Because no cities are yet at a score perfect, the NIRH report lays out a blueprint for a “Model City” to “exemplify what a city could look like if it used the full extent of its policy and programmatic powers to support the freedom and ability of each person to control their reproductive and sexual lives, foster thriving families, and destigmatize abortion and contraception.” Among numerous other facets, the Model City has sufficient abortion clinics (supported by the local government and health system) to meet the needs of its population; its police department would protect people visiting the clinic from protesters. The city’s education department would require age-appropriate K through 12- and LGBT-inclusive sex education, and the city government would advocate the state and federal governments to support measures advancing access to reproductive healthcare.

The Reproductive Freedom Index focuses on the 40 most populous cities in the U.S. because, as Miller says, they house the majority of the population. But in more rural parts of the country, abortion clinics are closing at an alarming rate–6% between 2011 and 2014, according to a report from the Guttmacher Institue, and that number is unlikely to do anything but grow during the Trump administration. In Texas, for instance, 96% of the counties have no abortion provider, and up to 240,000 women in the state have consequently tried to self-induce. Comprehensive sex education is scant in those areas.

Taking large, well-resourced cities as a starting point, Miller says, allows NIRH to capture the widest variety of innovative policies and programs to express what’s possible in the reproductive health landscape. Around 20 years ago, Baltimore Public Schools, for instance, became one of the country’s first school systems to provide the long-lasting reversible implant at school-based health centers–a policy supported by the city health department.

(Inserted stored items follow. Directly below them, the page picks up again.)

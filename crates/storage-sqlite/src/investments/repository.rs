use std::sync::Arc;

use async_trait::async_trait;
use chrono::Utc;
use diesel::prelude::*;
use diesel::SqliteConnection;
use uuid::Uuid;

use nestegg_core::investments::{
    Investment, InvestmentRepositoryTrait, InvestmentUpdate, MonthlyInterest, NewInvestment,
    NewMonthlyInterest,
};
use nestegg_core::Result;

use super::model::{InvestmentDB, MonthlyInterestDB};
use crate::db::{get_connection, DbPool, WriteHandle};
use crate::errors::StorageError;
use crate::schema::{investments, monthly_interests};
use crate::utils::{format_date, format_datetime};

pub struct InvestmentRepository {
    pool: Arc<DbPool>,
    writer: WriteHandle,
}

impl InvestmentRepository {
    pub fn new(pool: Arc<DbPool>, writer: WriteHandle) -> Self {
        InvestmentRepository { pool, writer }
    }
}

#[async_trait]
impl InvestmentRepositoryTrait for InvestmentRepository {
    fn get_by_id(&self, user_id: &str, investment_id: &str) -> Result<Investment> {
        let mut conn = get_connection(&self.pool)?;
        let investment_db = investments::table
            .filter(investments::id.eq(investment_id))
            .filter(investments::user_id.eq(user_id))
            .first::<InvestmentDB>(&mut conn)
            .map_err(StorageError::from)?;
        Ok(Investment::from(investment_db))
    }

    fn list_by_user(&self, user_id: &str) -> Result<Vec<Investment>> {
        let mut conn = get_connection(&self.pool)?;
        let investments_db = investments::table
            .filter(investments::user_id.eq(user_id))
            .order(investments::created_at.desc())
            .load::<InvestmentDB>(&mut conn)
            .map_err(StorageError::from)?;
        Ok(investments_db.into_iter().map(Investment::from).collect())
    }

    fn list_monthly_interests(&self, investment_id: &str) -> Result<Vec<MonthlyInterest>> {
        let mut conn = get_connection(&self.pool)?;
        let records_db = monthly_interests::table
            .filter(monthly_interests::investment_id.eq(investment_id))
            .order(monthly_interests::month.asc())
            .load::<MonthlyInterestDB>(&mut conn)
            .map_err(StorageError::from)?;
        Ok(records_db.into_iter().map(MonthlyInterest::from).collect())
    }

    async fn create(&self, user_id: &str, new_investment: NewInvestment) -> Result<Investment> {
        let user_id = user_id.to_string();
        self.writer
            .exec(move |conn: &mut SqliteConnection| -> Result<Investment> {
                let now = format_datetime(Utc::now().naive_utc());
                let principal = new_investment.initial_capital.to_string();
                let investment_db = InvestmentDB {
                    id: new_investment
                        .id
                        .unwrap_or_else(|| Uuid::new_v4().to_string()),
                    user_id,
                    name: new_investment.name,
                    initial_capital: principal.clone(),
                    // Running capital starts at the principal.
                    current_capital: principal,
                    interest_rate: new_investment.interest_rate.to_string(),
                    rate_type: new_investment.rate_type.as_str().to_string(),
                    start_date: format_date(new_investment.start_date),
                    profit_lock_period: new_investment.profit_lock_period,
                    total_interest_earned: "0".to_string(),
                    total_reinvested: "0".to_string(),
                    total_expenses: "0".to_string(),
                    created_at: now.clone(),
                    updated_at: now,
                };

                let result_db = diesel::insert_into(investments::table)
                    .values(&investment_db)
                    .returning(InvestmentDB::as_returning())
                    .get_result(conn)
                    .map_err(StorageError::from)?;
                Ok(Investment::from(result_db))
            })
            .await
    }

    async fn update(&self, user_id: &str, update: InvestmentUpdate) -> Result<Investment> {
        let user_id = user_id.to_string();
        self.writer
            .exec(move |conn: &mut SqliteConnection| -> Result<Investment> {
                let mut row = investments::table
                    .filter(investments::id.eq(&update.id))
                    .filter(investments::user_id.eq(&user_id))
                    .first::<InvestmentDB>(conn)
                    .map_err(StorageError::from)?;

                if let Some(name) = update.name {
                    row.name = name;
                }
                if let Some(rate) = update.interest_rate {
                    row.interest_rate = rate.to_string();
                }
                row.updated_at = format_datetime(Utc::now().naive_utc());

                diesel::update(investments::table.find(&row.id))
                    .set(&row)
                    .execute(conn)
                    .map_err(StorageError::from)?;
                let result_db = investments::table
                    .find(&row.id)
                    .first::<InvestmentDB>(conn)
                    .map_err(StorageError::from)?;
                Ok(Investment::from(result_db))
            })
            .await
    }

    async fn delete(&self, user_id: &str, investment_id: &str) -> Result<usize> {
        let user_id = user_id.to_string();
        let investment_id = investment_id.to_string();
        self.writer
            .exec(move |conn: &mut SqliteConnection| -> Result<usize> {
                // Monthly interest records go with the investment (FK cascade).
                Ok(diesel::delete(
                    investments::table
                        .filter(investments::id.eq(&investment_id))
                        .filter(investments::user_id.eq(&user_id)),
                )
                .execute(conn)
                .map_err(StorageError::from)?)
            })
            .await
    }

    /// Inserts the confirmed interest record and applies the aggregate
    /// deltas to the investment. Runs as a single job on the writer actor,
    /// so both writes share one immediate transaction; a duplicate month
    /// trips the unique index before any aggregate is touched.
    async fn confirm_interest(
        &self,
        investment_id: &str,
        record: NewMonthlyInterest,
    ) -> Result<Investment> {
        let investment_id = investment_id.to_string();
        self.writer
            .exec(move |conn: &mut SqliteConnection| -> Result<Investment> {
                let confirmed_at = Utc::now().naive_utc();
                let now = format_datetime(confirmed_at);

                let record_db = MonthlyInterestDB {
                    id: Uuid::new_v4().to_string(),
                    investment_id: record.investment_id.clone(),
                    month: format_date(record.month),
                    amount: record.amount.to_string(),
                    reinvested: record.reinvested,
                    reinvested_amount: record.reinvested_amount.to_string(),
                    expenses_amount: record.expenses_amount.to_string(),
                    confirmed: true,
                    confirmed_at: Some(now.clone()),
                    interest_rate: record.interest_rate.to_string(),
                    created_at: now.clone(),
                };
                diesel::insert_into(monthly_interests::table)
                    .values(&record_db)
                    .execute(conn)
                    .map_err(StorageError::from)?;

                let investment_db = investments::table
                    .find(&investment_id)
                    .first::<InvestmentDB>(conn)
                    .map_err(StorageError::from)?;
                let mut investment = Investment::from(investment_db);
                investment.current_capital += record.reinvested_amount;
                investment.total_interest_earned += record.amount;
                investment.total_reinvested += record.reinvested_amount;
                investment.total_expenses += record.expenses_amount;
                investment.updated_at = confirmed_at;

                diesel::update(investments::table.find(&investment_id))
                    .set((
                        investments::current_capital.eq(investment.current_capital.to_string()),
                        investments::total_interest_earned
                            .eq(investment.total_interest_earned.to_string()),
                        investments::total_reinvested
                            .eq(investment.total_reinvested.to_string()),
                        investments::total_expenses.eq(investment.total_expenses.to_string()),
                        investments::updated_at.eq(&now),
                    ))
                    .execute(conn)
                    .map_err(StorageError::from)?;

                Ok(investment)
            })
            .await
    }
}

The Feminist Women’s Health Center in Atlanta, a nonprofit advocacy organization and abortion provider, combines activism and voter registration with services especially crucial in the larger red-state context.

The cities in the report are some of the strongest political levers in their states; if they are capable of building out a strong reproductive health framework, they could advocate more effectively at the state level to expand resources to underserviced areas. “It’s our hope that by creating this index and setting out these benchmarks and showing what the Model City could be that in the conversations about developing better health, there will be a recognition that reproductive health and access to the services can and should be a part of that conversation,” Miller says.